From 47f670b03b7dfb4e1149eb8b14ba9edcfc297255 Mon Sep 17 00:00:00 2001
From: samzong <samzong.lu@gmail.com>
Date: Wed, 17 Sep 2025 22:31:20 +0800
Subject: [PATCH] [Docs] improve code formatting and comments for eliminate
 griffe build warning. (#25010)

Signed-off-by: samzong <samzong.lu@gmail.com>
---
 vllm/benchmarks/serve.py                |  2 +-
 vllm/distributed/eplb/eplb_state.py     |  9 +++++----
 vllm/distributed/eplb/rebalance_algo.py | 23 ++++++++++++++---------
 3 files changed, 20 insertions(+), 14 deletions(-)

diff --git a/vllm/benchmarks/serve.py b/vllm/benchmarks/serve.py
index 33e831e54bbc9..1aeef0fd5bd85 100644
--- a/vllm/benchmarks/serve.py
+++ b/vllm/benchmarks/serve.py
@@ -139,7 +139,7 @@ async def get_request(
             A lower burstiness value (0 < burstiness < 1) results
             in more bursty requests, while a higher burstiness value
             (burstiness > 1) results in a more uniform arrival of requests.
-         ramp_up_strategy (optional):
+        ramp_up_strategy (optional):
             The ramp-up strategy. Can be "linear" or "exponential".
             If None, uses constant request rate (specified by request_rate).
         ramp_up_start_rps (optional):
diff --git a/vllm/distributed/eplb/eplb_state.py b/vllm/distributed/eplb/eplb_state.py
index 8f8baa7d59db7..3e318d7848326 100644
--- a/vllm/distributed/eplb/eplb_state.py
+++ b/vllm/distributed/eplb/eplb_state.py
@@ -337,11 +337,12 @@ class EplbState:
         Args:
             model (MixtureOfExperts): The MoE model.
             is_dummy (bool): If `True`, this is a dummy step and the load
-                metrics recorded in this forward pass will not count. Defaults
-                to `False`.
+                metrics recorded in this forward pass will not count.
+                Defaults to `False`.
             is_profile (bool): If `True`, perform a dummy rearrangement
-                with maximum communication cost. This is used in `profile_run`
-                to reserve enough memory for the communication buffer.
+                with maximum communication cost. This is used in
+                `profile_run` to reserve enough memory
+                for the communication buffer.

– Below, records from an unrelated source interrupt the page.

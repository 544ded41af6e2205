//! Neon Void game server
//!
//! Serves ship visuals, the leaderboard and the destroyed-ship log over HTTP.
//! State lives in a sled database (or in memory) and is flushed on shutdown.

use anyhow::Result;
use clap::Parser;
use game_api::{ApiContext, HttpApiServer};
use game_service::{DestroyedShipEvent, DestroyedShipLog, LeaderboardEntry, LeaderboardService};
use game_store::{
    Collection, MemoryCollection, SledStore, DESTROYED_SHIPS_COLLECTION, LEADERBOARD_COLLECTION,
};
use std::future::Future;
use std::path::PathBuf;
use std::sync::Arc;
use tracing_subscriber::{layer::SubscriberExt, util::SubscriberInitExt, EnvFilter};

mod config;

use config::{ServerConfig, StoreKind};

/// Neon Void game backend
#[derive(Parser, Debug)]
#[command(name = "neon-void-server")]
#[command(about = "Leaderboard, destroyed-ship log and ship visuals for Neon Void", long_about = None)]
struct Args {
    /// HTTP bind address
    #[arg(long, env = "GAME_HTTP_ADDR", default_value = "127.0.0.1:5000")]
    http_addr: String,

    /// Store backend
    #[arg(long, value_enum, env = "GAME_STORE", default_value = "sled")]
    store: StoreKind,

    /// Data directory for persistent state
    #[arg(long, env = "GAME_DATA_DIR", default_value = "./data")]
    data_dir: PathBuf,

    /// Database name
    #[arg(long, env = "GAME_DATABASE", default_value = "neon_void")]
    database: String,

    /// Per-request timeout in seconds
    #[arg(long, default_value = "10")]
    request_timeout_secs: u64,

    /// Allowed CORS origin (repeatable, default any)
    #[arg(long = "cors-origin")]
    cors_origins: Vec<String>,

    /// Log level (trace, debug, info, warn, error)
    #[arg(long, default_value = "info")]
    log_level: String,
}

impl From<&Args> for ServerConfig {
    fn from(args: &Args) -> Self {
        Self {
            http_addr: args.http_addr.clone(),
            store: args.store,
            data_dir: args.data_dir.clone(),
            database: args.database.clone(),
            request_timeout_secs: args.request_timeout_secs,
            cors_origins: args.cors_origins.clone(),
        }
    }
}

/// Opened collections plus the database handle that owns them, if any
struct Collections {
    leaderboard: Arc<dyn Collection<LeaderboardEntry>>,
    destroyed_ships: Arc<dyn Collection<DestroyedShipEvent>>,
    sled: Option<SledStore>,
}

fn open_collections(config: &ServerConfig) -> Result<Collections> {
    match config.store {
        StoreKind::Memory => {
            tracing::warn!("Using in-memory store; data is lost on shutdown");
            Ok(Collections {
                leaderboard: Arc::new(MemoryCollection::<LeaderboardEntry>::new(LEADERBOARD_COLLECTION)),
                destroyed_ships: Arc::new(MemoryCollection::<DestroyedShipEvent>::new(
                    DESTROYED_SHIPS_COLLECTION,
                )),
                sled: None,
            })
        }
        StoreKind::Sled => {
            // Create data directory if it doesn't exist
            std::fs::create_dir_all(&config.data_dir)?;

            let store = SledStore::open(&config.data_dir, &config.database)?;
            let leaderboard = store.collection::<LeaderboardEntry>(LEADERBOARD_COLLECTION)?;
            let destroyed_ships = store.collection::<DestroyedShipEvent>(DESTROYED_SHIPS_COLLECTION)?;

            Ok(Collections {
                leaderboard: Arc::new(leaderboard),
                destroyed_ships: Arc::new(destroyed_ships),
                sled: Some(store),
            })
        }
    }
}

async fn shutdown_signal() {
    wait_for_shutdown(tokio::signal::ctrl_c()).await
}

/// Resolves once `signal` fires; never resolves if the signal cannot be
/// listened for, so the server keeps running
async fn wait_for_shutdown<F>(signal: F)
where
    F: Future<Output = std::io::Result<()>>,
{
    if let Err(e) = signal.await {
        tracing::error!("Failed to listen for shutdown signal: {}", e);
        std::future::pending::<()>().await;
    }
    tracing::info!("Shutting down...");
}

#[tokio::main]
async fn main() -> Result<()> {
    let args = Args::parse();

    // Initialize logging
    let filter = EnvFilter::try_from_default_env().unwrap_or_else(|_| EnvFilter::new(&args.log_level));

    tracing_subscriber::registry()
        .with(filter)
        .with(tracing_subscriber::fmt::layer())
        .init();

    let config = ServerConfig::from(&args);

    tracing::info!("Starting Neon Void game server");
    tracing::info!("  HTTP: {}", config.http_addr);
    tracing::info!("  Store: {:?}", config.store);
    tracing::info!("  Data directory: {:?}", config.data_dir);
    tracing::info!("  Database: {}", config.database);
    tracing::debug!("Config: {}", serde_json::to_string(&config)?);

    let collections = open_collections(&config)?;
    tracing::info!(
        "Loaded {} leaderboard entries, {} destroyed ships",
        collections.leaderboard.len()?,
        collections.destroyed_ships.len()?
    );

    let context = Arc::new(ApiContext::new(
        LeaderboardService::new(collections.leaderboard.clone()),
        DestroyedShipLog::new(collections.destroyed_ships.clone()),
    ));

    let server = HttpApiServer::new(context, config.api_config());
    tracing::info!("Press Ctrl+C to stop.");

    let result = server.run(shutdown_signal()).await;
    if let Err(e) = &result {
        tracing::error!("HTTP server error: {}", e);
    }

    // Save state before exit
    if let Some(store) = &collections.sled {
        match store.flush() {
            Ok(()) => tracing::info!("Flushed database {} to disk", store.database()),
            Err(e) => tracing::error!("Failed to flush database: {}", e),
        }
    }

    tracing::info!("Server stopped");

    result
}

             log_stats (bool): If `True`, log the expert load metrics.
 
         # Stats
diff --git a/vllm/distributed/eplb/rebalance_algo.py b/vllm/distributed/eplb/rebalance_algo.py
index 3564a10dfc684..fc43dbe3b6533 100644
--- a/vllm/distributed/eplb/rebalance_algo.py
+++ b/vllm/distributed/eplb/rebalance_algo.py
@@ -109,13 +109,16 @@ def rebalance_experts_hierarchical(
         num_physical_experts: number of physical experts after replication
         num_groups: number of expert groups
         num_nodes: number of server nodes, where the intra-node network 
-            (e.g, NVLink) is faster
+            (e.g., NVLink) is faster
         num_gpus: number of GPUs, must be a multiple of `num_nodes`
 
     Returns:
-        physical_to_logical_map: [num_moe_layers, num_physical_experts]
-        logical_to_physical_map: [num_moe_layers, num_logical_experts, X]
-        logical_count: [num_moe_layers, num_logical_experts]
+        physical_to_logical_map (torch.Tensor):
+            [num_moe_layers, num_physical_experts]
+        logical_to_physical_map (torch.Tensor):
+            [num_moe_layers, num_logical_experts, X]
+        logical_count (torch.Tensor):
+            [num_moe_layers, num_logical_experts]
     """
     num_layers, num_logical_experts = weight.shape
     assert num_logical_experts % num_groups == 0
@@ -197,11 +200,13 @@ def rebalance_experts(
         num_gpus: number of GPUs, must be a multiple of `num_nodes`
 
     Returns:
-        physical_to_logical_map: [layers, num_replicas], the expert index of
-            each replica
-        logical_to_physical_map: [layers, num_logical_experts, X], the replica
-            indices for each expert
-        expert_count: [layers, num_logical_experts], number of physical
+        physical_to_logical_map:
+            [layers, num_replicas], the expert index of each replica
+        logical_to_physical_map:
+            [layers, num_logical_experts, X], the replica indices for each
+            expert
+        expert_count:
+            [layers, num_logical_experts], number of physical
             replicas for each logical expert
     """
     num_layers, num_logical_experts = weight.shape